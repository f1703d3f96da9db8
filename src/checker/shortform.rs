//! Short forms and "Id."
//!
//! The resolver remembers the identity of the last work it produced a short
//! form for. A request for the same work again yields "Id."; anything else
//! yields the explicit short form and becomes the new last work.

use super::{
    grammar::CitationKind,
    record::{CitationRecord, ParallelCite},
};
use crate::error::LookupFailure;
use slog::{debug, trace};

/// The identity of a cited work, for "Id." purposes.
///
/// Parallel citations are kept sorted, so two keys built from the same
/// parallels in a different order are equal.
#[derive(Debug, Clone, PartialEq, Eq, Hash)]
pub struct ShortFormKey {
    pub kind: CitationKind,
    pub volume: Option<String>,
    /// The reporter, or failing that the code, or failing that the title.
    pub source: Option<String>,
    /// The pinpoint, or failing that the page, or failing that the section.
    pub pin: Option<String>,
    pub parallels: Vec<ParallelCite>,
}

impl ShortFormKey {
    pub fn from_record(record: &CitationRecord) -> ShortFormKey {
        let owned = |field: Option<&str>| field.map(str::to_string);
        let mut parallels = record.parallels().to_vec();
        parallels.sort();

        ShortFormKey {
            kind: record.kind,
            volume: owned(record.volume()),
            source: owned(
                record
                    .reporter()
                    .or_else(|| record.get("code"))
                    .or_else(|| record.get("title")),
            ),
            pin: owned(
                record
                    .pinpoint()
                    .or_else(|| record.page())
                    .or_else(|| record.get("section")),
            ),
            parallels,
        }
    }
}

/// Tracks the last cited work for one document.
///
/// A resolver holds a single "current work", so it must not be shared between
/// documents. Each checker owns its own.
#[derive(Debug, Default, Clone)]
pub struct ShortCiteResolver {
    last_key: Option<ShortFormKey>,
}

impl ShortCiteResolver {
    pub fn new() -> ShortCiteResolver {
        ShortCiteResolver::default()
    }

    pub fn last_key(&self) -> Option<&ShortFormKey> {
        self.last_key.as_ref()
    }

    /// Forget the last work.
    pub fn reset(&mut self) {
        self.last_key = None;
    }

    /// The short form for `record`.
    ///
    /// Court rules and administrative materials have no short form.
    pub fn short_form(&mut self, record: &CitationRecord) -> Result<String, LookupFailure> {
        let kind = record.kind;
        if matches!(kind, CitationKind::CourtRule | CitationKind::Administrative) {
            return Err(LookupFailure::UnsupportedShortFormKind(kind));
        }

        let key = ShortFormKey::from_record(record);
        if self.last_key.as_ref() == Some(&key) {
            trace!(slog_scope::logger(), "same work as last time: {:?}", key);
            return Ok(match &key.pin {
                Some(pin) => format!("Id. at {}.", pin),
                None => "Id.".to_string(),
            });
        }

        let mut short = explicit_form(record)?;
        if !short.ends_with('.') {
            short.push('.');
        }

        debug!(slog_scope::logger(), "New short form: {}", short);
        self.last_key = Some(key);
        Ok(short)
    }
}

fn explicit_form(record: &CitationRecord) -> Result<String, LookupFailure> {
    let kind = record.kind;
    let require = |field: &'static str| {
        record
            .get(field)
            .ok_or(LookupFailure::IncompleteRecord { kind, field })
    };

    let short = match kind {
        CitationKind::Case => {
            let name = require("case_name")?
                .split_whitespace()
                .next()
                .unwrap_or_default();
            let mut short = format!(
                "{}, {} {} at {}",
                name,
                require("volume")?,
                require("reporter")?,
                require("page")?
            );
            for parallel in record.parallels() {
                short.push_str(&format!(
                    ", {} {} at {}",
                    parallel.volume, parallel.reporter, parallel.page
                ));
            }
            short
        }
        CitationKind::Statute => {
            let section = require("section")?;
            match record.get("code").map(str::trim) {
                Some(code) if !code.is_empty() => format!("{} § {}", code, section),
                _ => format!("§ {}", section),
            }
        }
        CitationKind::Regulation => match (record.get("title"), record.get("section")) {
            (Some(title), Some(section)) => format!("{} C.F.R. § {}", title, section),
            (None, Some(section)) => format!("§ {}", section),
            _ => format!("§ {}", require("number")?),
        },
        CitationKind::Book | CitationKind::Article => {
            let pinpoint = match kind {
                CitationKind::Article => record.pinpoint().or_else(|| record.page()),
                _ => record.pinpoint(),
            };
            match record.get("author") {
                Some(author) => match pinpoint {
                    Some(pin) => format!("{}, supra at {}", author, pin),
                    None => format!("{}, supra", author),
                },
                None => "Id.".to_string(),
            }
        }
        CitationKind::CourtRule | CitationKind::Administrative => {
            return Err(LookupFailure::UnsupportedShortFormKind(kind))
        }
    };

    Ok(short)
}

#[cfg(test)]
mod tests {
    use super::*;

    fn alpha() -> CitationRecord {
        CitationRecord::from_fields(
            CitationKind::Case,
            &[
                ("case_name", "Alpha v. Beta"),
                ("volume", "10"),
                ("reporter", "U.S."),
                ("page", "100"),
                ("court", "U.S."),
                ("year", "1800"),
            ],
        )
    }

    fn statute() -> CitationRecord {
        CitationRecord::from_fields(
            CitationKind::Statute,
            &[("code", "12 C.S.C."), ("section", "3456")],
        )
    }

    #[test]
    fn explicit_then_id() {
        let mut resolver = ShortCiteResolver::new();
        assert_eq!(resolver.short_form(&alpha()).unwrap(), "Alpha, 10 U.S. at 100.");
        assert_eq!(resolver.short_form(&alpha()).unwrap(), "Id. at 100.");
        assert_eq!(resolver.short_form(&alpha()).unwrap(), "Id. at 100.");
    }

    #[test]
    fn other_work_in_between() {
        let mut resolver = ShortCiteResolver::new();
        resolver.short_form(&alpha()).unwrap();
        assert_eq!(resolver.short_form(&statute()).unwrap(), "12 C.S.C. § 3456.");
        assert_eq!(resolver.short_form(&alpha()).unwrap(), "Alpha, 10 U.S. at 100.");
    }

    #[test]
    fn reset_forgets() {
        let mut resolver = ShortCiteResolver::new();
        resolver.short_form(&alpha()).unwrap();
        resolver.reset();
        assert!(resolver.last_key().is_none());
        assert_eq!(resolver.short_form(&alpha()).unwrap(), "Alpha, 10 U.S. at 100.");
    }

    #[test]
    fn parallels_are_order_insensitive() {
        let a = ParallelCite {
            volume: "1".to_string(),
            reporter: "S. Ct.".to_string(),
            page: "2".to_string(),
        };
        let b = ParallelCite {
            volume: "3".to_string(),
            reporter: "L. Ed.".to_string(),
            page: "4".to_string(),
        };
        let first = alpha().with_parallels(vec![a.clone(), b.clone()]);
        let second = alpha().with_parallels(vec![b, a]);

        assert_eq!(
            ShortFormKey::from_record(&first),
            ShortFormKey::from_record(&second)
        );

        let mut resolver = ShortCiteResolver::new();
        assert_eq!(
            resolver.short_form(&first).unwrap(),
            "Alpha, 10 U.S. at 100, 1 S. Ct. at 2, 3 L. Ed. at 4."
        );
        assert_eq!(resolver.short_form(&second).unwrap(), "Id. at 100.");
    }

    #[test]
    fn statute_without_code() {
        let record = CitationRecord::from_fields(CitationKind::Statute, &[("section", "12")]);
        assert_eq!(ShortCiteResolver::new().short_form(&record).unwrap(), "§ 12.");
    }

    #[test]
    fn regulations() {
        let cfr = CitationRecord::from_fields(
            CitationKind::Regulation,
            &[("title", "29"), ("section", "1604.11")],
        );
        assert_eq!(
            ShortCiteResolver::new().short_form(&cfr).unwrap(),
            "29 C.F.R. § 1604.11."
        );
    }

    #[test]
    fn books_and_articles() {
        let book = CitationRecord::from_fields(
            CitationKind::Book,
            &[("author", "Wright"), ("pinpoint", "12")],
        );
        assert_eq!(
            ShortCiteResolver::new().short_form(&book).unwrap(),
            "Wright, supra at 12."
        );

        let article = CitationRecord::from_fields(
            CitationKind::Article,
            &[("author", "Gamma"), ("page", "45")],
        );
        assert_eq!(
            ShortCiteResolver::new().short_form(&article).unwrap(),
            "Gamma, supra at 45."
        );

        let anonymous = CitationRecord::from_fields(CitationKind::Book, &[("title", "Treatise")]);
        assert_eq!(ShortCiteResolver::new().short_form(&anonymous).unwrap(), "Id.");
    }

    #[test]
    fn unsupported_kinds() {
        let rule = CitationRecord::from_fields(CitationKind::CourtRule, &[("section", "12")]);
        assert_eq!(
            ShortCiteResolver::new().short_form(&rule),
            Err(LookupFailure::UnsupportedShortFormKind(CitationKind::CourtRule))
        );
    }

    #[test]
    fn incomplete_case() {
        let record = CitationRecord::from_fields(CitationKind::Case, &[("case_name", "Alpha")]);
        let mut resolver = ShortCiteResolver::new();
        assert_eq!(
            resolver.short_form(&record),
            Err(LookupFailure::IncompleteRecord {
                kind: CitationKind::Case,
                field: "volume"
            })
        );
        assert!(resolver.last_key().is_none());
    }
}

========

▶ Exercise
Scan the material above for "that". Copy every line where it appears.

▶ Exercise answer
    /// The reporter, or failing that the code, or failing that the title.
    /// The pinpoint, or failing that the page, or failing that the section.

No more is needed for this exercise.